WORK ITEM: In the data below, find every line with the string "when" and pull it out.

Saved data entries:
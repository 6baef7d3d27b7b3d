// SPDX-License-Identifier: PMPL-1.0-or-later
// Copyright (c) 2026 Jonathan D.A. Jewell (hyperpolymath) <jonathan.jewell@open.ac.uk>
//
// Core record types exchanged between the store, the association resolver, and
// the method-call bridge.

use std::cmp::Ordering;
use std::collections::BTreeMap;

use chrono::{DateTime, FixedOffset, NaiveDate, NaiveTime, SecondsFormat};
use serde_json::{Map, Value as Json, json};

use crate::error::{Result, SyncwerkError};

/// Name of the primary key field carried by every record.
pub const ID_FIELD: &str = "id";

/// Field name → value, in deterministic field order.
pub type Fields = BTreeMap<String, Value>;

/// Temporal scalar types understood by the store.
#[derive(Debug, Clone, PartialEq)]
pub enum Temporal {
    /// ISO-8601 date-time with offset.
    DateTime(DateTime<FixedOffset>),
    /// Calendar date without time.
    Date(NaiveDate),
    /// Wall-clock time without date.
    Time(NaiveTime),
    /// Seconds since the Unix epoch.
    Timestamp(i64),
}

impl Temporal {
    /// Wire form sent across the bridge: formatted strings, or epoch seconds
    /// for timestamps.
    pub fn to_json(&self) -> Json {
        match self {
            Self::DateTime(dt) => Json::String(dt.to_rfc3339_opts(SecondsFormat::AutoSi, true)),
            Self::Date(d) => Json::String(d.format("%Y-%m-%d").to_string()),
            Self::Time(t) => Json::String(t.format("%H:%M:%S%.f").to_string()),
            Self::Timestamp(secs) => json!(secs),
        }
    }
}

/// A single field value inside a [`SerializedRecord`].
#[derive(Debug, Clone, PartialEq)]
pub enum Value {
    Null,
    Bool(bool),
    Int(i64),
    Float(f64),
    String(String),
    Temporal(Temporal),
    List(Vec<Value>),
    /// A nested record. For to-one associations this is usually a placeholder
    /// that only carries the foreign key in its `id`.
    Record(Box<SerializedRecord>),
}

/// How nested records are rendered when converting to JSON.
#[derive(Clone, Copy)]
enum Encoding {
    /// Plain field maps, as persisted by the local store.
    Storage,
    /// `{ id, modelName, serializedData }` maps, as sent across the bridge.
    Bridge,
}

impl Value {
    /// Parse a JSON value. Objects become nested record placeholders whose
    /// model name is unknown (empty).
    pub fn from_json(json: Json) -> Self {
        match json {
            Json::Null => Self::Null,
            Json::Bool(b) => Self::Bool(b),
            Json::Number(n) => match n.as_i64() {
                Some(i) => Self::Int(i),
                None => n.as_f64().map_or(Self::Null, Self::Float),
            },
            Json::String(s) => Self::String(s),
            Json::Array(items) => Self::List(items.into_iter().map(Self::from_json).collect()),
            Json::Object(map) => {
                Self::Record(Box::new(SerializedRecord::from_json_map(String::new(), map)))
            }
        }
    }

    /// Storage form: nested records collapse to their plain field maps.
    pub fn to_json(&self) -> Json {
        self.encode(Encoding::Storage)
    }

    fn encode(&self, encoding: Encoding) -> Json {
        match self {
            Self::Null => Json::Null,
            Self::Bool(b) => Json::Bool(*b),
            Self::Int(i) => json!(i),
            Self::Float(f) => serde_json::Number::from_f64(*f).map_or(Json::Null, Json::Number),
            Self::String(s) => Json::String(s.clone()),
            Self::Temporal(t) => t.to_json(),
            Self::List(items) => Json::Array(items.iter().map(|v| v.encode(encoding)).collect()),
            Self::Record(record) => match encoding {
                Encoding::Storage => record.data_json(),
                Encoding::Bridge => record.to_bridge_map(),
            },
        }
    }

    pub fn is_null(&self) -> bool {
        matches!(self, Self::Null)
    }

    pub fn as_str(&self) -> Option<&str> {
        match self {
            Self::String(s) => Some(s),
            _ => None,
        }
    }

    pub fn as_record(&self) -> Option<&SerializedRecord> {
        match self {
            Self::Record(record) => Some(record),
            _ => None,
        }
    }

    /// Render the value as an identifier, the way foreign keys are compared.
    pub fn as_id(&self) -> Option<String> {
        match self {
            Self::String(s) => Some(s.clone()),
            Self::Int(i) => Some(i.to_string()),
            _ => None,
        }
    }

    /// Ordering between two scalar values.
    ///
    /// Integers and floats compare numerically, temporals compare against
    /// values of the same kind or against their string wire form. Returns
    /// `None` for nulls, records, lists, and mismatched kinds.
    pub fn compare(&self, other: &Value) -> Option<Ordering> {
        match (self, other) {
            (Self::Bool(a), Self::Bool(b)) => Some(a.cmp(b)),
            (Self::Int(a), Self::Int(b)) => Some(a.cmp(b)),
            (Self::Int(a), Self::Float(b)) => (*a as f64).partial_cmp(b),
            (Self::Float(a), Self::Int(b)) => a.partial_cmp(&(*b as f64)),
            (Self::Float(a), Self::Float(b)) => a.partial_cmp(b),
            (Self::String(a), Self::String(b)) => Some(a.cmp(b)),
            (Self::Temporal(a), Self::Temporal(b)) => compare_temporal(a, b),
            (Self::Temporal(t), Self::String(s)) => {
                t.to_json().as_str().map(|own| own.cmp(s.as_str()))
            }
            (Self::String(s), Self::Temporal(t)) => {
                t.to_json().as_str().map(|own| s.as_str().cmp(own))
            }
            _ => None,
        }
    }
}

fn compare_temporal(a: &Temporal, b: &Temporal) -> Option<Ordering> {
    match (a, b) {
        (Temporal::DateTime(x), Temporal::DateTime(y)) => Some(x.cmp(y)),
        (Temporal::Date(x), Temporal::Date(y)) => Some(x.cmp(y)),
        (Temporal::Time(x), Temporal::Time(y)) => Some(x.cmp(y)),
        (Temporal::Timestamp(x), Temporal::Timestamp(y)) => Some(x.cmp(y)),
        _ => None,
    }
}

impl From<&str> for Value {
    fn from(s: &str) -> Self {
        Self::String(s.to_string())
    }
}

impl From<String> for Value {
    fn from(s: String) -> Self {
        Self::String(s)
    }
}

impl From<i64> for Value {
    fn from(i: i64) -> Self {
        Self::Int(i)
    }
}

impl From<i32> for Value {
    fn from(i: i32) -> Self {
        Self::Int(i64::from(i))
    }
}

impl From<f64> for Value {
    fn from(f: f64) -> Self {
        Self::Float(f)
    }
}

impl From<bool> for Value {
    fn from(b: bool) -> Self {
        Self::Bool(b)
    }
}

impl From<Temporal> for Value {
    fn from(t: Temporal) -> Self {
        Self::Temporal(t)
    }
}

impl From<SerializedRecord> for Value {
    fn from(record: SerializedRecord) -> Self {
        Self::Record(Box::new(record))
    }
}

/// A model instance as produced by the store: model name, primary key, and
/// its serialized fields.
#[derive(Debug, Clone, PartialEq)]
pub struct SerializedRecord {
    pub model_name: String,
    pub id: String,
    pub fields: Fields,
}

impl SerializedRecord {
    /// Create a record with only its `id` field populated.
    pub fn new(model_name: impl Into<String>, id: impl Into<String>) -> Self {
        let id = id.into();
        let mut fields = Fields::new();
        fields.insert(ID_FIELD.to_string(), Value::String(id.clone()));
        Self {
            model_name: model_name.into(),
            id,
            fields,
        }
    }

    /// A nested to-one placeholder carrying just the foreign key.
    pub fn placeholder(id: impl Into<String>) -> Self {
        Self::new(String::new(), id)
    }

    /// Builder-style field setter.
    pub fn with_field(mut self, name: impl Into<String>, value: impl Into<Value>) -> Self {
        self.fields.insert(name.into(), value.into());
        self
    }

    pub fn field(&self, name: &str) -> Option<&Value> {
        self.fields.get(name)
    }

    /// Foreign key held by the nested placeholder in `field`.
    ///
    /// Returns `None` when the field is absent, null, not a record, or the
    /// placeholder carries no id.
    pub fn nested_id(&self, field: &str) -> Option<&str> {
        let nested = self.field(field)?.as_record()?;
        if nested.id.is_empty() {
            None
        } else {
            Some(&nested.id)
        }
    }

    fn from_json_map(model_name: String, map: Map<String, Json>) -> Self {
        let id = map
            .get(ID_FIELD)
            .and_then(|v| match v {
                Json::String(s) => Some(s.clone()),
                Json::Number(n) => Some(n.to_string()),
                _ => None,
            })
            .unwrap_or_default();
        let fields = map
            .into_iter()
            .map(|(k, v)| (k, Value::from_json(v)))
            .collect();
        Self {
            model_name,
            id,
            fields,
        }
    }

    /// Parse a plain field map (storage form or an incoming `serializedModel`
    /// payload). Nested objects become nested placeholder records.
    pub fn from_data_json(model_name: impl Into<String>, json: Json) -> Result<Self> {
        let model_name = model_name.into();
        let Json::Object(map) = json else {
            return Err(SyncwerkError::MalformedRequest(format!(
                "serialized {model_name} is not a map"
            )));
        };
        let record = Self::from_json_map(model_name, map);
        if record.id.is_empty() {
            return Err(SyncwerkError::MalformedRequest(format!(
                "serialized {} has no id",
                record.model_name
            )));
        }
        Ok(record)
    }

    /// Storage form: a plain JSON object of the fields.
    pub fn data_json(&self) -> Json {
        Json::Object(self.encode_fields(Encoding::Storage))
    }

    fn encode_fields(&self, encoding: Encoding) -> Map<String, Json> {
        self.fields
            .iter()
            .map(|(k, v)| (k.clone(), v.encode(encoding)))
            .collect()
    }

    /// Bridge form: `{ id, modelName, serializedData }`.
    pub fn to_bridge_map(&self) -> Json {
        json!({
            "id": self.id,
            "modelName": self.model_name,
            "serializedData": Json::Object(self.encode_fields(Encoding::Bridge)),
        })
    }
}

/// A record with its to-one associations hydrated.
#[derive(Debug, Clone, PartialEq)]
pub struct ResolvedRecord {
    pub record: SerializedRecord,
    /// Association field → fully resolved associated record. Fields whose
    /// target row was not found locally are absent.
    pub associations: BTreeMap<String, ResolvedRecord>,
}

impl ResolvedRecord {
    /// Wrap a record with no associations resolved.
    pub fn unresolved(record: SerializedRecord) -> Self {
        Self {
            record,
            associations: BTreeMap::new(),
        }
    }

    pub fn id(&self) -> &str {
        &self.record.id
    }

    pub fn model_name(&self) -> &str {
        &self.record.model_name
    }

    pub fn association(&self, field: &str) -> Option<&ResolvedRecord> {
        self.associations.get(field)
    }

    /// Serialized data with every resolved association replacing its
    /// placeholder field by the associated record's own serialized data.
    fn serialized_data(&self) -> Json {
        let mut data = self.record.encode_fields(Encoding::Bridge);
        for (field, nested) in &self.associations {
            data.insert(field.clone(), nested.serialized_data());
        }
        Json::Object(data)
    }

    /// Bridge form: `{ id, modelName, serializedData }`.
    pub fn to_bridge_map(&self) -> Json {
        json!({
            "id": self.record.id,
            "modelName": self.record.model_name,
            "serializedData": self.serialized_data(),
        })
    }
}

impl From<SerializedRecord> for ResolvedRecord {
    fn from(record: SerializedRecord) -> Self {
        Self::unresolved(record)
    }
}

/// Kind of change reported by the store's observe stream.
#[derive(Debug, Clone, Copy, PartialEq, Eq)]
pub enum ChangeType {
    Create,
    Update,
    Delete,
}

impl ChangeType {
    pub fn as_str(&self) -> &'static str {
        match self {
            Self::Create => "create",
            Self::Update => "update",
            Self::Delete => "delete",
        }
    }
}

/// A single change observed on the store.
#[derive(Debug, Clone, PartialEq)]
pub struct ChangeEvent {
    pub record: SerializedRecord,
    pub event_type: ChangeType,
}

impl ChangeEvent {
    /// Bridge form: `{ item, eventType }`.
    pub fn to_bridge_map(&self) -> Json {
        json!({
            "item": self.record.to_bridge_map(),
            "eventType": self.event_type.as_str(),
        })
    }
}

COMPLETED EXERCISE:
/// How nested records are rendered when converting to JSON.
    /// Returns `None` when the field is absent, null, not a record, or the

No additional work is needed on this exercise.